Endpoint serving the client.
GET /
The Startscreen of the client displayed in the browser shipped with Molehill.
Click on a collection in order to select it. Click on new to create a new one.
Change the name of the selected collection. Click save to store changes.
You can edit the config file of the selected collection using the built in editor.
Start the crawler by clicking on start.
Watch the crawler processing its queue. The small status text in the footer keeps you informed. By default three pages are crawled in parallel. The queue shows only tasks that are currently not processed.

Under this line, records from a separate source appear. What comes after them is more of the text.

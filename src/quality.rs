//! Quality token resolution.
//!
//! Maps a human-chosen quality preference (`max`, `1080p`, `4k`,
//! `custom:900`, ...) onto a yt-dlp format selector. Resolution is total:
//! every input yields exactly one [`QualityPolicy`], with unrecognized
//! tokens falling back to the unconstrained "best available" policy.
//!
//! # Example
//!
//! ```
//! use playlist_dl_core::quality::resolve_quality;
//!
//! let resolved = resolve_quality("1080p");
//! assert_eq!(resolved.policy.as_str(), "bv*[height<=1080]+ba/b[height<=1080]");
//! assert_eq!(resolved.height_cap, Some(1080));
//! assert!(resolved.warning.is_none());
//! ```

use std::fmt;
use std::sync::LazyLock;

use regex::Regex;
use tracing::warn;

/// Selector used when no height cap applies: best video + best audio, else best combined.
pub const BEST_POLICY: &str = "bv*+ba/b";

/// Tokens that explicitly request the highest available quality.
const BEST_SYNONYMS: [&str; 3] = ["max", "best", "highest"];

/// Standard height tiers, highest first. Shown as menu hints.
pub const STANDARD_HEIGHTS: [u32; 9] = [4320, 2160, 1440, 1080, 720, 480, 360, 240, 144];

/// Fixed alias table mapping common tier names to pixel-height ceilings.
const TIER_ALIASES: &[(&str, u32)] = &[
    ("4320p", 4320),
    ("4320", 4320),
    ("8k", 4320),
    ("2160p", 2160),
    ("2160", 2160),
    ("4k", 2160),
    ("1440p", 1440),
    ("1440", 1440),
    ("2k", 1440),
    ("1080p", 1080),
    ("1080", 1080),
    ("720p", 720),
    ("720", 720),
    ("480p", 480),
    ("480", 480),
    ("360p", 360),
    ("360", 360),
    ("240p", 240),
    ("240", 240),
    ("144p", 144),
    ("144", 144),
];

/// Accepts `custom:900`, `900p` and bare `900` (3-4 digits).
#[allow(clippy::expect_used)]
static CUSTOM_HEIGHT_PATTERN: LazyLock<Regex> = LazyLock::new(|| {
    Regex::new(r"^(?:custom:)?(\d{3,4})p?$").expect("custom height regex is valid")
});

/// Opaque format selector handed verbatim to the fetch backend.
#[derive(Debug, Clone, PartialEq, Eq, Hash)]
pub struct QualityPolicy(String);

impl QualityPolicy {
    /// The unconstrained "best available" policy.
    #[must_use]
    pub fn best() -> Self {
        Self(BEST_POLICY.to_string())
    }

    /// Best video at or below `height`, plus best audio; else best combined at or below `height`.
    #[must_use]
    pub fn capped(height: u32) -> Self {
        Self(format!("bv*[height<={height}]+ba/b[height<={height}]"))
    }

    /// Returns the selector string.
    #[must_use]
    pub fn as_str(&self) -> &str {
        &self.0
    }
}

impl fmt::Display for QualityPolicy {
    fn fmt(&self, f: &mut fmt::Formatter<'_>) -> fmt::Result {
        f.write_str(&self.0)
    }
}

/// Raised when a token matches neither the synonyms, the tier table, nor the custom grammar.
#[derive(Debug, Clone, PartialEq, Eq)]
pub struct UnrecognizedQuality {
    /// The normalized token that was rejected.
    pub token: String,
}

impl fmt::Display for UnrecognizedQuality {
    fn fmt(&self, f: &mut fmt::Formatter<'_>) -> fmt::Result {
        write!(f, "unrecognized quality '{}'; defaulting to max", self.token)
    }
}

/// Result of resolving a quality token.
#[derive(Debug, Clone, PartialEq, Eq)]
pub struct QualityResolution {
    /// The selector to hand to the backend.
    pub policy: QualityPolicy,
    /// Height ceiling, or `None` for the unconstrained policy.
    pub height_cap: Option<u32>,
    /// Present when the token was not understood and the default was substituted.
    pub warning: Option<UnrecognizedQuality>,
}

impl QualityResolution {
    fn best() -> Self {
        Self {
            policy: QualityPolicy::best(),
            height_cap: None,
            warning: None,
        }
    }

    fn capped(height: u32) -> Self {
        Self {
            policy: QualityPolicy::capped(height),
            height_cap: Some(height),
            warning: None,
        }
    }
}

/// Resolves a quality token into a format policy.
///
/// Unrecognized tokens produce the unconstrained policy, a `warn!` event,
/// and a populated [`QualityResolution::warning`].
#[must_use]
pub fn resolve_quality(token: &str) -> QualityResolution {
    let normalized = token.trim().to_lowercase();

    if normalized.is_empty() || BEST_SYNONYMS.contains(&normalized.as_str()) {
        return QualityResolution::best();
    }

    if let Some(height) = lookup_tier(&normalized) {
        return QualityResolution::capped(height);
    }

    if let Some(height) = parse_custom_height(&normalized) {
        return QualityResolution::capped(height);
    }

    let warning = UnrecognizedQuality { token: normalized };
    warn!(token = %warning.token, "Unrecognized quality; defaulting to max");
    QualityResolution {
        warning: Some(warning),
        ..QualityResolution::best()
    }
}

fn lookup_tier(token: &str) -> Option<u32> {
    TIER_ALIASES
        .iter()
        .find(|(alias, _)| *alias == token)
        .map(|(_, height)| *height)
}

fn parse_custom_height(token: &str) -> Option<u32> {
    let captures = CUSTOM_HEIGHT_PATTERN.captures(token)?;
    captures.get(1)?.as_str().parse().ok()
}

The resulting unified data displayed in a list.
Included Example Page
To test the crawler and provide valid endpoints for the default config, Molehill is shipped with a simple Example Page. Everytime you visit this page unique links are generated. The crawler will treat them as unique items and extract the data according to the queries defined in the matching scheme. When called with parameters the example page will no longer list random entries but show an result page with the item defined by the url parameters.
List View
Endpoint serving the example list
GET /example
Item View
Endpoint serving parametric example entries.
GET /example/?page=julook2s161dabw&name=24&image=8
App Data
Molehill stores its data including all db entries and files downloaded by the crawler within the shared local userspace.
Ubuntu
/home/username/.local/share/molehill/
App Data Structure
- settings.json
+ collection
+ 69096a6ad7c2406b7c2b4c5b1121ac36
+ data
- 3d2ff36bc3e3016a786e339eef173b58.jpg
+ db
- 2c2b38a6285ecb19caa120c729afa76c.json
- 2c9187d7591be2c7145793812fc95284.json
- config.json
- meta.json
Config
Defaults
The Default Config will be added to each new Collection you create. You can edit it manually by modifying the settings.json
file within the App Data Directory. Using the default config the included Molehill Example Page will be crawled. A random List with links to virtual pages is generated. The crawler processes all of them, extracts the data according to the scheme queries, downloads the images and finally creates unified Collection Items.
Example
{
"browser": {
"viewport": {
"width": 1920,
"height": 1080
},
"userAgent": "Mozilla/5.0 (Windows NT 6.1; WOW64) AppleWebKit/537.1 (KHTML, like Gecko) Chrome/21.0.1180.83 Safari/537.1"
},
"pages": [
"http://localhost:8080/example/"
],
"schemes": [
{
"filter": "/localhost:8080\\/example\\/$/i",
"type": "list",
"simulateScroll": true,
"scrollAttempts": 3,
"scrollTimeout": 400,
"wait": 500,
"queries": [
{
"selector": "#content ul li a",
"all": true,
"attribute": "href",
"test": "/page=/i",
"key": "links",
"follow": true
}
]
},
{
"filter": "/localhost:8080\\/example\\/\\?/i",
"type": "item",
"wait": 500,
"store": true,
"queries": [
{
"key": "image",
"selector": "#content div.item > img",
"attribute": "src",
"test": "/\\.(jp(e)?g|gif|png)/i",
"download": true,
"display": "image"
},
{
"key": "name",
"selector": "#name",
"attribute": "textContent",
"display": "value"
},
{
"key": "id",
"selector": "#content p.id",
"test": "/[a-z0-9]+/",
"match": "/Id:\\s([a-z0-9]+)/",
"attribute": "textContent",
"display": "value"
},
{
"key": "value",
"selector": "#content input[name=value]",
"attribute": "value",
"display": "value"
}
]
}
]
}
Browser Section
These settings are passed to the headless browser instance for every page in the collection.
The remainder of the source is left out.